We can incorporate the markers information into the linear mixed model and predict the estimated breeding values (\(EBVs\)) of individual with phenotypic record and also individuals without phenotypic record, once they have been genotyped. Here, we will use the information of single nucleotide polimorphism (\(SNPs\)) markers into the genomic best linear unbiased prediction (\(GBLUP\)) to predict genomic values of individuals.
rm(list=ls())
require(asreml)
## Online License checked out Tue Dec 6 08:58:06 2022
require(dplyr)
require(ggplot2)
## Warning: package 'ggplot2' was built under R version 4.2.2
require(superheat)
This dataset was simulated using the coalescent theory implemented in \(AlphasimR\) package (Gaynor, Gorjanc, and Hickey 2021). This dataset mimic an evaluation of 500 maize genotypes, in one location, and the trait measured was Yield. Also, a set of 6759 single nucleotide polymorphism (SNPs) were randomly sampled through the 12 pair of chromosomes.
Factor | Levels |
---|---|
Location | One |
Genotypes | 500 |
Block | 3 |
Traits | Yield |
Heritability | 0.4 |
# Reading the dataset
phenodata = read.table("GBLUP_phenodata.txt", h=TRUE,na.strings='NA')

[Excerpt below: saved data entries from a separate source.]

//! Pure field validators.
//!
//! Every validator maps a candidate value to a verdict without touching
//! any state.  An empty value always fails with [`ValidationError::Required`],
//! which the controllers surface with a different message than a value
//! that is present but malformed.

use std::sync::LazyLock;

use regex::Regex;
use thiserror::Error;

/// A field-level validation failure.  Recoverable by the user; the form
/// stays editable.
#[derive(Error, Debug, Clone, PartialEq, Eq)]
pub enum ValidationError {
    /// The field was empty.
    #[error("{field} is required")]
    Required { field: &'static str },

    /// The field had content that fails the rule set.
    #[error("{field}: {reason}")]
    Invalid {
        field: &'static str,
        reason: String,
    },
}

impl ValidationError {
    pub fn field(&self) -> &'static str {
        match self {
            Self::Required { field } | Self::Invalid { field, .. } => field,
        }
    }

    fn invalid(field: &'static str, reason: impl Into<String>) -> Self {
        Self::Invalid {
            field,
            reason: reason.into(),
        }
    }
}

/// Convenience alias used by every validator.
pub type Verdict = Result<(), ValidationError>;

// ---------------------------------------------------------------------------
// Credentials
// ---------------------------------------------------------------------------

/// Username: at least 3 characters from `[A-Za-z0-9_]`.
pub fn username(value: &str) -> Verdict {
    let value = value.trim();
    if value.is_empty() {
        return Err(ValidationError::Required { field: "username" });
    }
    if value.len() < 3 {
        return Err(ValidationError::invalid(
            "username",
            "must be at least 3 characters long",
        ));
    }
    if !value.chars().all(|c| c.is_ascii_alphanumeric() || c == '_') {
        return Err(ValidationError::invalid(
            "username",
            "can only contain letters, numbers, and underscores",
        ));
    }
    Ok(())
}

/// Security key: shape check only (at least 6 characters).  Whether the
/// key is *correct* is decided behind the `AdminApi` boundary, never in
/// client code.
pub fn security_key(value: &str) -> Verdict {
    let value = value.trim();
    if value.is_empty() {
        return Err(ValidationError::Required {
            field: "security key",
        });
    }
    if value.len() < 6 {
        return Err(ValidationError::invalid(
            "security key",
            "must be at least 6 characters long",
        ));
    }
    Ok(())
}

/// Password: length >= 8 with lowercase, uppercase, and a digit.
pub fn password(value: &str) -> Verdict {
    if value.is_empty() {
        return Err(ValidationError::Required { field: "password" });
    }
    if value.len() < 8 {
        return Err(ValidationError::invalid(
            "password",
            "must be at least 8 characters long",
        ));
    }
    let lower = value.chars().any(|c| c.is_ascii_lowercase());
    let upper = value.chars().any(|c| c.is_ascii_uppercase());
    let digit = value.chars().any(|c| c.is_ascii_digit());
    if !(lower && upper && digit) {
        return Err(ValidationError::invalid(
            "password",
            "must contain uppercase, lowercase, and number",
        ));
    }
    Ok(())
}

/// The special characters the strict password rule accepts.
const SPECIAL_CHARS: &str = "!@#$%^&*(),.?\":{}|<>";

/// Strict password variant: the [`password`] rules plus a special
/// character.
pub fn strict_password(value: &str) -> Verdict {
    password(value)?;
    if !value.chars().any(|c| SPECIAL_CHARS.contains(c)) {
        return Err(ValidationError::invalid(
            "password",
            "must be at least 8 characters with uppercase, lowercase, numbers, and special characters",
        ));
    }
    Ok(())
}

/// Password strength bucket, by number of satisfied rules.
#[derive(Debug, Clone, Copy, PartialEq, Eq)]
pub enum PasswordStrength {
    Weak,
    Medium,
    Strong,
}

/// Bucket a password into weak / medium / strong.  Each of the five
/// rules (length, upper, lower, digit, special) counts one point:
/// <=2 weak, <=4 medium, 5 strong.
pub fn password_strength(value: &str) -> PasswordStrength {
    let mut score = 0;
    if value.len() >= 8 {
        score += 1;
    }
    if value.chars().any(|c| c.is_ascii_uppercase()) {
        score += 1;
    }
    if value.chars().any(|c| c.is_ascii_lowercase()) {
        score += 1;
    }
    if value.chars().any(|c| c.is_ascii_digit()) {
        score += 1;
    }
    if value.chars().any(|c| SPECIAL_CHARS.contains(c)) {
        score += 1;
    }
    match score {
        0..=2 => PasswordStrength::Weak,
        3..=4 => PasswordStrength::Medium,
        _ => PasswordStrength::Strong,
    }
}

/// Confirm-password: equality with the primary password.
pub fn confirm_password(password: &str, confirm: &str) -> Verdict {
    if confirm.is_empty() {
        return Err(ValidationError::Required {
            field: "confirm password",
        });
    }
    if password != confirm {
        return Err(ValidationError::invalid(
            "confirm password",
            "passwords do not match",
        ));
    }
    Ok(())
}

// ---------------------------------------------------------------------------
// Contact details
// ---------------------------------------------------------------------------

/// Email: `local@domain.tld` shape.  Not RFC-complete on purpose.
pub fn email(value: &str) -> Verdict {
    static EMAIL_RE: LazyLock<Regex> =
        LazyLock::new(|| Regex::new(r"^[^\s@]+@[^\s@]+\.[^\s@]+$").expect("static pattern"));

    let value = value.trim();
    if value.is_empty() {
        return Err(ValidationError::Required { field: "email" });
    }
    if !EMAIL_RE.is_match(value) {
        return Err(ValidationError::invalid(
            "email",
            "please enter a valid email address",
        ));
    }
    Ok(())
}

/// Contact number: exactly 10 digits once separators are stripped.
/// Returns the normalized digit string.
pub fn contact_number(value: &str) -> Result<String, ValidationError> {
    let trimmed = value.trim();
    if trimmed.is_empty() {
        return Err(ValidationError::Required {
            field: "contact number",
        });
    }
    let digits: String = trimmed.chars().filter(|c| c.is_ascii_digit()).collect();
    if digits.len() != 10 {
        return Err(ValidationError::invalid(
            "contact number",
            "must be exactly 10 digits",
        ));
    }
    Ok(digits)
}

// ---------------------------------------------------------------------------
// Google URLs
// ---------------------------------------------------------------------------

static DRIVE_URL_PATTERNS: LazyLock<Vec<Regex>> = LazyLock::new(|| {
    [
        r"^https://drive\.google\.com/drive/folders/[a-zA-Z0-9_\-]+",
        r"^https://drive\.google\.com/file/d/[a-zA-Z0-9_\-]+",
        r"^https://drive\.google\.com/open\?id=[a-zA-Z0-9_\-]+",
        r"^https://docs\.google\.com/document/d/[a-zA-Z0-9_\-]+",
        r"^https://docs\.google\.com/spreadsheets/d/[a-zA-Z0-9_\-]+",
        r"^https://docs\.google\.com/presentation/d/[a-zA-Z0-9_\-]+",
    ]
    .iter()
    .map(|p| Regex::new(p).expect("static pattern"))
    .collect()
});

static FORM_URL_PATTERNS: LazyLock<Vec<Regex>> = LazyLock::new(|| {
    [
        r"^https://docs\.google\.com/forms/d/[a-zA-Z0-9_\-]+",
        r"^https://forms\.gle/[a-zA-Z0-9_\-]+",
        r"^https://docs\.google\.com/forms/[a-zA-Z0-9_\-/]+",
    ]
    .iter()
    .map(|p| Regex::new(p).expect("static pattern"))
    .collect()
});

/// Google Drive / Docs share link.
pub fn drive_url(value: &str) -> Verdict {
    let value = value.trim();
    if value.is_empty() {
        return Err(ValidationError::Required {
            field: "Google Drive link",
        });
    }
    if !DRIVE_URL_PATTERNS.iter().any(|p| p.is_match(value)) {
        return Err(ValidationError::invalid(
            "Google Drive link",
            "please enter a valid Google Drive URL",
        ));
    }
    Ok(())
}

/// Google Forms link.
pub fn form_url(value: &str) -> Verdict {
    let value = value.trim();
    if value.is_empty() {
        return Err(ValidationError::Required {
            field: "Google Form link",
        });
    }
    if !FORM_URL_PATTERNS.iter().any(|p| p.is_match(value)) {
        return Err(ValidationError::invalid(
            "Google Form link",
            "URL should start with https://docs.google.com/forms/ or https://forms.gle/",
        ));
    }
    Ok(())
}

# Plotting the trait distribution
ggplot(phenodata, aes(x = Yield)) +
geom_histogram(aes(y = after_stat(density)), bins = 30,
colour = "black", fill = "blue") +
geom_density(alpha = .7, linewidth = 1.5, colour = "red") +
labs(x = NULL, title = "Yield",y="Density")
# Setting as factors
phenodata$Genotype = phenodata$Genotype %>% as.factor()
phenodata$Rep = phenodata$Rep %>% as.factor()
The dosage matrix (SNP matrix) represents the counting of the number of allele copies at each position/loci in the individuals’ DNA. Hence,
\[ AA = 2 \] \[ Aa = 1 \] \[ aa = 0 \]
# Reading the SNP matrix
genodata = read.table("GBLUP_genodata.txt", h=TRUE)
# Transforming it into matrix format for latter
SNP_data = as.matrix(genodata)
dim(SNP_data)
## [1] 500 6759
SNP_data[1:10,1:10]
## SNP_1 SNP_2 SNP_3 SNP_4 SNP_5 SNP_6 SNP_7 SNP_8 SNP_9 SNP_10
## G1 2 0 0 0 NA 0 0 2 NA 1
## G2 2 0 0 0 2 0 0 2 2 1
## G3 1 NA 0 0 1 NA 0 1 2 1
## G4 1 1 0 0 2 0 0 1 2 NA
## G5 1 1 1 0 1 0 0 1 2 1
## G6 1 1 0 0 1 1 0 1 2 1
## G7 1 1 1 0 1 0 0 1 2 1
## G8 NA NA 1 0 NA 0 0 1 NA NA
## G9 1 1 0 0 1 1 NA 1 2 NA
## G10 0 2 0 0 0 1 0 0 NA 2
We implement a one step GBLUP. The model was given as follows:
\[ y = Xb + Zg + e \]
where \(y\) is the vector of phenotypic data; \(b\) is the vector of repetitions (assumed to be fixed); \(g\) is the vector of genotype effects (assumed to be random), where \(g~N(0,G\sigma^2_g)\), \(G\) is a matrix that describes the genomic similarities between pair of genotypes and \(\sigma^2_g\) represents the genetic variance; and \(e\) is the vector of residuals (random), where \(e~N(0,\sigma^2_{res})\), \(\sigma^2_{res}\) is the residual variance . The letters \(X\) and \(Z\) refers to the incidence matrices for \(b\) and \(g\), respectively.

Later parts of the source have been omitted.